[Information supplied]

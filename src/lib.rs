//! stackprobe library
//!
//! Client-side plumbing for exercising an OpenStack-style cloud deployment
//! over HTTP: per-service REST clients, a bounded status poller, and a
//! fixture that creates, tracks and best-effort-cleans real resources.

pub mod clients;
pub mod config;
pub mod error;
pub mod fixture;
pub mod identity;
pub mod poll;
pub mod rest;
pub mod wire;

// Re-export commonly used types
pub use config::Config;
pub use error::{HarnessError, Result};
pub use fixture::{Fixture, ResourceHandle, ResourceKind};
pub use wire::WireFormat;
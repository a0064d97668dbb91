//! Fixture lifecycle tests: precheck failures, resource tracking, and the
//! best-effort teardown guarantees
//!
//! All service endpoints are mocked on one server; the fixture only sees
//! base URLs, so identity, compute, volume and network traffic share it.

use serde_json::json;
use stackprobe::config::Config;
use stackprobe::error::HarnessError;
use stackprobe::fixture::{Fixture, ResourceKind};
use wiremock::matchers::{method, path};
use wiremock::{Mock, MockServer, ResponseTemplate};

fn test_config(uri: &str) -> Config {
    let mut config = Config::default();
    config.identity.auth_url = uri.to_string();
    config.compute.base_url = uri.to_string();
    config.volume.base_url = uri.to_string();
    config.network.base_url = uri.to_string();
    for (interval, timeout) in [
        (
            &mut config.compute.build_interval_secs,
            &mut config.compute.build_timeout_secs,
        ),
        (
            &mut config.volume.build_interval_secs,
            &mut config.volume.build_timeout_secs,
        ),
        (
            &mut config.network.build_interval_secs,
            &mut config.network.build_timeout_secs,
        ),
    ] {
        *interval = 1;
        *timeout = 1;
    }
    config
}

async fn mount_auth(server: &MockServer) {
    Mock::given(method("POST"))
        .and(path("/tokens"))
        .respond_with(ResponseTemplate::new(200).set_body_json(json!({
            "access": {
                "token": {"id": "test-token", "tenant": {"id": "tenant-1"}}
            }
        })))
        .mount(server)
        .await;
}

async fn mount_image(server: &MockServer, image_ref: &str) {
    Mock::given(method("GET"))
        .and(path(format!("/images/{}", image_ref)))
        .respond_with(ResponseTemplate::new(200).set_body_json(json!({
            "image": {"id": image_ref, "status": "ACTIVE"}
        })))
        .mount(server)
        .await;
}

#[tokio::test]
async fn setup_fails_fast_when_service_unavailable() {
    let mut config = test_config("http://127.0.0.1:1");
    config.volume.available = false;

    let err = Fixture::setup(config).await.unwrap_err();
    match err {
        HarnessError::Precheck(msg) => assert!(msg.contains("volume")),
        other => panic!("expected Precheck, got {:?}", other),
    }
}

#[tokio::test]
async fn setup_fails_fast_when_image_missing() {
    let server = MockServer::start().await;
    mount_auth(&server).await;

    Mock::given(method("GET"))
        .and(path("/images/cirros-0.3.1-x86_64"))
        .respond_with(ResponseTemplate::new(404))
        .mount(&server)
        .await;

    let err = Fixture::setup(test_config(&server.uri())).await.unwrap_err();
    match err {
        HarnessError::Precheck(msg) => assert!(msg.contains("cirros-0.3.1-x86_64")),
        other => panic!("expected Precheck, got {:?}", other),
    }
}

#[tokio::test]
async fn missing_alternate_image_degrades_to_primary() {
    let server = MockServer::start().await;
    mount_auth(&server).await;
    mount_image(&server, "cirros-0.3.1-x86_64").await;

    Mock::given(method("GET"))
        .and(path("/images/alt-image"))
        .respond_with(ResponseTemplate::new(404))
        .mount(&server)
        .await;

    let mut config = test_config(&server.uri());
    config.compute.image_ref_alt = Some("alt-image".to_string());

    let fixture = Fixture::setup(config).await.unwrap();
    assert_eq!(fixture.image_ref_alt, fixture.image_ref);
}

#[tokio::test]
async fn present_alternate_image_is_kept() {
    let server = MockServer::start().await;
    mount_auth(&server).await;
    mount_image(&server, "cirros-0.3.1-x86_64").await;
    mount_image(&server, "alt-image").await;

    let mut config = test_config(&server.uri());
    config.compute.image_ref_alt = Some("alt-image".to_string());

    let fixture = Fixture::setup(config).await.unwrap();
    assert_eq!(fixture.image_ref_alt, "alt-image");
}

#[tokio::test]
async fn fixture_tracks_created_resources_in_order() {
    let server = MockServer::start().await;
    mount_auth(&server).await;
    mount_image(&server, "cirros-0.3.1-x86_64").await;

    Mock::given(method("POST"))
        .and(path("/v2.0/networks"))
        .respond_with(ResponseTemplate::new(201)
            .set_body_json(json!({"network": {"id": "n1", "name": "net"}})))
        .mount(&server)
        .await;
    Mock::given(method("POST"))
        .and(path("/v2.0/subnets"))
        .respond_with(ResponseTemplate::new(201)
            .set_body_json(json!({"subnet": {"id": "sub1", "cidr": "10.0.0.0/24"}})))
        .mount(&server)
        .await;
    Mock::given(method("POST"))
        .and(path("/v2.0/ports"))
        .respond_with(ResponseTemplate::new(201)
            .set_body_json(json!({"port": {"id": "p1"}})))
        .mount(&server)
        .await;

    let mut fixture = Fixture::setup(test_config(&server.uri())).await.unwrap();
    fixture.create_network(Some("net")).await.unwrap();
    fixture.create_subnet("n1", "10.0.0.0/24").await.unwrap();
    fixture.create_port("n1").await.unwrap();

    let kinds: Vec<_> = fixture.tracked().iter().map(|h| h.kind).collect();
    assert_eq!(
        kinds,
        vec![ResourceKind::Network, ResourceKind::Subnet, ResourceKind::Port]
    );
}

#[tokio::test]
async fn teardown_attempts_every_delete_despite_failures() {
    let server = MockServer::start().await;
    mount_auth(&server).await;
    mount_image(&server, "cirros-0.3.1-x86_64").await;

    // three networks created in sequence
    for id in ["n1", "n2", "n3"] {
        Mock::given(method("POST"))
            .and(path("/v2.0/networks"))
            .respond_with(ResponseTemplate::new(201)
                .set_body_json(json!({"network": {"id": id, "name": id}})))
            .up_to_n_times(1)
            .mount(&server)
            .await;
    }

    // teardown runs newest-first, so n3 fails before n2/n1 are attempted
    Mock::given(method("DELETE"))
        .and(path("/v2.0/networks/n3"))
        .respond_with(ResponseTemplate::new(500).set_body_string("cannot delete"))
        .expect(1)
        .mount(&server)
        .await;
    for id in ["n1", "n2"] {
        Mock::given(method("DELETE"))
            .and(path(format!("/v2.0/networks/{}", id)))
            .respond_with(ResponseTemplate::new(204))
            .expect(1)
            .mount(&server)
            .await;
    }

    // n3 never disappears; the others are gone on the first poll
    Mock::given(method("GET"))
        .and(path("/v2.0/networks/n3"))
        .respond_with(ResponseTemplate::new(200)
            .set_body_json(json!({"network": {"id": "n3", "status": "ACTIVE"}})))
        .mount(&server)
        .await;
    for id in ["n1", "n2"] {
        Mock::given(method("GET"))
            .and(path(format!("/v2.0/networks/{}", id)))
            .respond_with(ResponseTemplate::new(404))
            .mount(&server)
            .await;
    }

    let mut fixture = Fixture::setup(test_config(&server.uri())).await.unwrap();
    for name in ["n1", "n2", "n3"] {
        fixture.create_network(Some(name)).await.unwrap();
    }
    assert_eq!(fixture.tracked().len(), 3);

    fixture.teardown().await;

    // every tracked resource saw a delete attempt, and tracking is drained
    let requests = server.received_requests().await.unwrap();
    let delete_count = requests
        .iter()
        .filter(|r| r.method.to_string() == "DELETE")
        .count();
    assert_eq!(delete_count, 3);
    assert!(fixture.tracked().is_empty());
}

#[tokio::test]
async fn teardown_is_idempotent_on_already_deleted_resources() {
    let server = MockServer::start().await;
    mount_auth(&server).await;
    mount_image(&server, "cirros-0.3.1-x86_64").await;

    Mock::given(method("POST"))
        .and(path("/v2.0/networks"))
        .respond_with(ResponseTemplate::new(201)
            .set_body_json(json!({"network": {"id": "n1", "name": "net"}})))
        .mount(&server)
        .await;

    // the resource vanished before teardown ran
    Mock::given(method("DELETE"))
        .and(path("/v2.0/networks/n1"))
        .respond_with(ResponseTemplate::new(404))
        .expect(1)
        .mount(&server)
        .await;
    Mock::given(method("GET"))
        .and(path("/v2.0/networks/n1"))
        .respond_with(ResponseTemplate::new(404))
        .mount(&server)
        .await;

    let mut fixture = Fixture::setup(test_config(&server.uri())).await.unwrap();
    fixture.create_network(Some("net")).await.unwrap();
    fixture.teardown().await;
    assert!(fixture.tracked().is_empty());
}

#[tokio::test]
async fn fixture_create_server_waits_for_active() {
    let server = MockServer::start().await;
    mount_auth(&server).await;
    mount_image(&server, "cirros-0.3.1-x86_64").await;

    Mock::given(method("POST"))
        .and(path("/servers"))
        .respond_with(ResponseTemplate::new(202)
            .set_body_json(json!({"server": {"id": "s1", "status": "BUILD"}})))
        .expect(1)
        .mount(&server)
        .await;
    Mock::given(method("GET"))
        .and(path("/servers/s1"))
        .respond_with(ResponseTemplate::new(200)
            .set_body_json(json!({"server": {"id": "s1", "status": "BUILD"}})))
        .up_to_n_times(1)
        .mount(&server)
        .await;
    Mock::given(method("GET"))
        .and(path("/servers/s1"))
        .respond_with(ResponseTemplate::new(200)
            .set_body_json(json!({"server": {"id": "s1", "status": "ACTIVE"}})))
        .up_to_n_times(1)
        .mount(&server)
        .await;
    Mock::given(method("DELETE"))
        .and(path("/servers/s1"))
        .respond_with(ResponseTemplate::new(204))
        .expect(1)
        .mount(&server)
        .await;
    Mock::given(method("GET"))
        .and(path("/servers/s1"))
        .respond_with(ResponseTemplate::new(404))
        .mount(&server)
        .await;

    let mut fixture = Fixture::setup(test_config(&server.uri())).await.unwrap();
    let active = fixture.create_server(None, None, None).await.unwrap();
    assert_eq!(active["status"], "ACTIVE");
    assert_eq!(fixture.tracked()[0].kind, ResourceKind::Server);

    fixture.teardown().await;
    assert!(fixture.tracked().is_empty());
}

#[tokio::test]
async fn isolated_credentials_are_provisioned_and_released_once() {
    let server = MockServer::start().await;
    mount_auth(&server).await;
    mount_image(&server, "cirros-0.3.1-x86_64").await;

    Mock::given(method("POST"))
        .and(path("/tenants"))
        .respond_with(ResponseTemplate::new(200)
            .set_body_json(json!({"tenant": {"id": "tid-1", "enabled": true}})))
        .expect(1)
        .mount(&server)
        .await;
    Mock::given(method("POST"))
        .and(path("/users"))
        .respond_with(ResponseTemplate::new(200)
            .set_body_json(json!({"user": {"id": "uid-1", "enabled": true}})))
        .expect(1)
        .mount(&server)
        .await;
    Mock::given(method("DELETE"))
        .and(path("/users/uid-1"))
        .respond_with(ResponseTemplate::new(204))
        .expect(1)
        .mount(&server)
        .await;
    Mock::given(method("DELETE"))
        .and(path("/tenants/tid-1"))
        .respond_with(ResponseTemplate::new(204))
        .expect(1)
        .mount(&server)
        .await;

    let mut config = test_config(&server.uri());
    config.allow_tenant_isolation = true;
    config.identity.admin_username = Some("admin".to_string());
    config.identity.admin_password = Some("password".to_string());

    let mut fixture = Fixture::setup(config).await.unwrap();
    assert!(fixture.credentials.username.starts_with("stackprobe-user-"));

    // no tracked resources; teardown only releases the tenant
    fixture.teardown().await;

    // a second teardown must not release again (expect(1) above would fail)
    fixture.teardown().await;
}

#[tokio::test]
async fn release_attempts_tenant_delete_when_user_delete_fails() {
    let server = MockServer::start().await;
    mount_auth(&server).await;
    mount_image(&server, "cirros-0.3.1-x86_64").await;

    Mock::given(method("POST"))
        .and(path("/tenants"))
        .respond_with(ResponseTemplate::new(200)
            .set_body_json(json!({"tenant": {"id": "tid-1", "enabled": true}})))
        .expect(1)
        .mount(&server)
        .await;
    Mock::given(method("POST"))
        .and(path("/users"))
        .respond_with(ResponseTemplate::new(200)
            .set_body_json(json!({"user": {"id": "uid-1", "enabled": true}})))
        .expect(1)
        .mount(&server)
        .await;

    // the user delete fails; the tenant delete must still be attempted
    Mock::given(method("DELETE"))
        .and(path("/users/uid-1"))
        .respond_with(ResponseTemplate::new(500).set_body_string("cannot delete user"))
        .expect(1)
        .mount(&server)
        .await;
    Mock::given(method("DELETE"))
        .and(path("/tenants/tid-1"))
        .respond_with(ResponseTemplate::new(204))
        .expect(1)
        .mount(&server)
        .await;

    let mut config = test_config(&server.uri());
    config.allow_tenant_isolation = true;
    config.identity.admin_username = Some("admin".to_string());
    config.identity.admin_password = Some("password".to_string());

    let mut fixture = Fixture::setup(config).await.unwrap();
    // teardown logs the failed user delete; the tenant DELETE expect(1)
    // above verifies it was not skipped
    fixture.teardown().await;
}
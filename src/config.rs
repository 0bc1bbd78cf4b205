//! # Configuración del Servidor
//! src/config.rs
//!
//! Este módulo define la configuración del servidor con soporte para
//! argumentos CLI y variables de entorno.
//!
//! La configuración se lee una sola vez al arrancar y se pasa explícita
//! al router; ningún módulo vuelve a mirar `std::env::args`.
//!
//! ## Ejemplos de uso
//!
//! ### CLI
//! ```bash
//! ./mini_http --port 4221 --directory /tmp/archivos
//! ```
//!
//! ### Variables de entorno
//! ```bash
//! HTTP_PORT=4221 FILES_DIR=/tmp/archivos ./mini_http
//! ```

use clap::Parser;

/// Configuración del servidor HTTP/1.1
#[derive(Debug, Clone, Parser)]
#[command(name = "mini_http")]
#[command(about = "Servidor HTTP/1.1 minimalista con rutas echo, user-agent y archivos")]
#[command(version = "0.1.0")]
pub struct Config {
    /// Puerto en el que escucha el servidor
    #[arg(short, long, default_value = "4221", env = "HTTP_PORT")]
    pub port: u16,

    /// Host/IP en el que escucha
    #[arg(long, default_value = "0.0.0.0", env = "HTTP_HOST")]
    pub host: String,

    /// Directorio servido por la ruta /files (opcional; sin él la ruta
    /// responde 404)
    #[arg(long, env = "FILES_DIR")]
    pub directory: Option<String>,
}

impl Config {
    /// Crea una nueva configuración parseando argumentos CLI
    pub fn new() -> Self {
        Config::parse()
    }

    /// Obtiene la dirección completa para bind (host:port)
    ///
    /// # Ejemplo
    /// ```rust
    /// use mini_http::config::Config;
    ///
    /// let config = Config::default();
    /// assert_eq!(config.address(), "0.0.0.0:4221");
    /// ```
    pub fn address(&self) -> String {
        format!("{}:{}", self.host, self.port)
    }

    /// Imprime un resumen de la configuración
    pub fn print_summary(&self) {
        println!("⚙️  Configuración:");
        println!("   Address:    {}", self.address());
        match &self.directory {
            Some(dir) => println!("   Files dir:  {}", dir),
            None => println!("   Files dir:  (sin configurar, /files responde 404)"),
        }
        println!();
    }
}

impl Default for Config {
    /// Configuración por defecto (la del enunciado: 0.0.0.0:4221)
    fn default() -> Self {
        Self {
            port: 4221,
            host: "0.0.0.0".to_string(),
            directory: None,
        }
    }
}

[/Information supplied]

Activity
Collect the lines of the data that carry the word "módulo".

Solution
//! Este módulo define la configuración del servidor con soporte para
//! al router; ningún módulo vuelve a mirar `std::env::args`.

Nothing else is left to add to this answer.